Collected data
------------------------------------------------------------------------

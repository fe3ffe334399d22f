//! Core use-case services.
//!
//! # Responsibility
//! - Orchestrate validation, engine calls and store persistence.
//! - Keep CLI and other hosts decoupled from storage details.

pub mod timer_service;
pub mod views;
use anyhow::{Context, Result};
use conduit_api::{AppConfig, AppState, build_router};
use tracing::{error, info};
use tracing_subscriber::{EnvFilter, layer::SubscriberExt, util::SubscriberInitExt};

#[tokio::main]
async fn main() -> Result<()> {
    init_tracing();
    dotenvy::dotenv().ok();

    let config = AppConfig::from_env().context("failed to load configuration")?;

    let state = AppState::assemble(&config.jwt_secret, config.reply_timeout()).await;
    let app = build_router(state);

    let listener = tokio::net::TcpListener::bind(config.bind_addr)
        .await
        .with_context(|| format!("failed to bind {}", config.bind_addr))?;

    info!(bind_addr = %config.bind_addr, "conduit API started");

    axum::serve(listener, app)
        .with_graceful_shutdown(shutdown_signal())
        .await
        .context("server error")?;

    Ok(())
}

fn init_tracing() {
    tracing_subscriber::registry()
        .with(
            EnvFilter::try_from_default_env()
                .unwrap_or_else(|_| EnvFilter::new("conduit_api=debug,tower_http=info")),
        )
        .with(tracing_subscriber::fmt::layer())
        .init();
}

async fn shutdown_signal() {
    let ctrl_c = async {
        if let Err(err) = tokio::signal::ctrl_c().await {
            error!(error = %err, "unable to install ctrl+c handler");
        }
    };

    #[cfg(unix)]
    let terminate = async {
        use tokio::signal::unix::{SignalKind, signal};

        match signal(SignalKind::terminate()) {
            Ok(mut signal) => {
                signal.recv().await;
            }
            Err(err) => {
                error!(error = %err, "unable to install sigterm handler");
                std::future::pending::<()>().await;
            }
        }
    };

    #[cfg(not(unix))]
    let terminate = std::future::pending::<()>();

    tokio::select! {
        _ = ctrl_c => {},
        _ = terminate => {},
    }
}
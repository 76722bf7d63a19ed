use chrono::{Duration as ChronoDuration, Utc};
use jsonwebtoken::{DecodingKey, EncodingKey, Header, Validation, decode, encode};
use serde::{Deserialize, Serialize};

use crate::domain::FlowError;

/// Issued tokens stay valid for 30 days.
const TOKEN_TTL_DAYS: i64 = 30;

/// Decoded identity claims extracted from a verified token. Produced by
/// verification, consumed immediately by user resolution; never persisted.
#[derive(Debug, Clone, Serialize, Deserialize)]
pub struct Principal {
    pub sub: String,
    pub email: String,
    pub iat: i64,
    pub exp: i64,
}

/// Token capability: `issue(claims) -> token`, `verify(token) -> claims`.
/// HMAC-SHA256 with a shared secret from configuration.
pub struct TokenAuthority {
    encoding: EncodingKey,
    decoding: DecodingKey,
    validation: Validation,
}

impl TokenAuthority {
    pub fn new(secret: &str) -> Self {
        Self {
            encoding: EncodingKey::from_secret(secret.as_bytes()),
            decoding: DecodingKey::from_secret(secret.as_bytes()),
            validation: Validation::default(),
        }
    }

    pub fn issue(&self, email: &str) -> Result<String, FlowError> {
        let now = Utc::now();
        let claims = Principal {
            sub: email.to_string(),
            email: email.to_string(),
            iat: now.timestamp(),
            exp: (now + ChronoDuration::days(TOKEN_TTL_DAYS)).timestamp(),
        };

        encode(&Header::default(), &claims, &self.encoding)
            .map_err(|error| FlowError::internal(format!("token issue failed: {error}")))
    }

    pub fn verify(&self, token: &str) -> Result<Principal, FlowError> {
        decode::<Principal>(token, &self.decoding, &self.validation)
            .map(|data| data.claims)
            .map_err(|error| FlowError::invalid_credential(format!("token rejected: {error}")))
    }
}

#[cfg(test)]
mod tests {
    use super::TokenAuthority;

    #[test]
    fn issued_tokens_verify_back_to_the_same_email() {
        let authority = TokenAuthority::new("unit-test-secret");

        let token = authority.issue("jake@jake.jake").expect("token should issue");
        let principal = authority.verify(&token).expect("token should verify");

        assert_eq!(principal.email, "jake@jake.jake");
        assert_eq!(principal.sub, "jake@jake.jake");
    }

    #[test]
    fn garbage_tokens_are_rejected() {
        let authority = TokenAuthority::new("unit-test-secret");

        assert!(authority.verify("not-a-token").is_err());
    }

    #[test]
    fn tokens_from_another_secret_are_rejected() {
        let issuing = TokenAuthority::new("secret-a");
        let verifying = TokenAuthority::new("secret-b");

        let token = issuing.issue("jake@jake.jake").expect("token should issue");

        assert!(verifying.verify(&token).is_err());
    }
}
use std::sync::Arc;

use crate::application::resolve_user;
use crate::auth::TokenAuthority;
use crate::domain::{FlowError, ProfileView, User};
use crate::messaging::{Action, Envelope, MessageBus, USERS_ADDRESS, fields};

#[derive(Clone)]
pub struct ProfileService {
    bus: Arc<MessageBus>,
    tokens: Arc<TokenAuthority>,
}

impl ProfileService {
    pub fn new(bus: Arc<MessageBus>, tokens: Arc<TokenAuthority>) -> Self {
        Self { bus, tokens }
    }

    pub async fn profile(&self, username: &str) -> Result<ProfileView, FlowError> {
        if username.trim().is_empty() {
            return Err(FlowError::validation("username must not be empty"));
        }

        let details = self
            .bus
            .send(
                USERS_ADDRESS,
                Envelope::new(Action::LookupByUsername).with_field(fields::CRITERIA, username),
            )
            .await?;

        let user: User = serde_json::from_value(details)?;
        Ok(user.profile(false))
    }

    pub async fn follow(&self, token: &str, username: &str) -> Result<ProfileView, FlowError> {
        self.mutate_edge(Action::Follow, token, username, true).await
    }

    pub async fn unfollow(&self, token: &str, username: &str) -> Result<ProfileView, FlowError> {
        self.mutate_edge(Action::Unfollow, token, username, false)
            .await
    }

    /// Shared follow/unfollow chain: resolve the caller, mutate the edge,
    /// render the followed user's profile. The chain stops before any send
    /// if the token does not verify.
    async fn mutate_edge(
        &self,
        action: Action,
        token: &str,
        username: &str,
        following: bool,
    ) -> Result<ProfileView, FlowError> {
        if username.trim().is_empty() {
            return Err(FlowError::validation("username must not be empty"));
        }

        let caller = resolve_user(&self.bus, &self.tokens, token).await?;

        let details = self
            .bus
            .send(
                USERS_ADDRESS,
                Envelope::new(action)
                    .with_field(fields::FOLLOWED, username)
                    .with_field(fields::FOLLOWER, &caller.email),
            )
            .await?;

        let followed: User = serde_json::from_value(
            details
                .get("followed")
                .cloned()
                .unwrap_or(serde_json::Value::Null),
        )?;
        Ok(followed.profile(following))
    }
}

------------------------------------------------------------------------

What this task involves:
Answer with a single number, the count of lines in the data that contain "terminate".

Solution:
4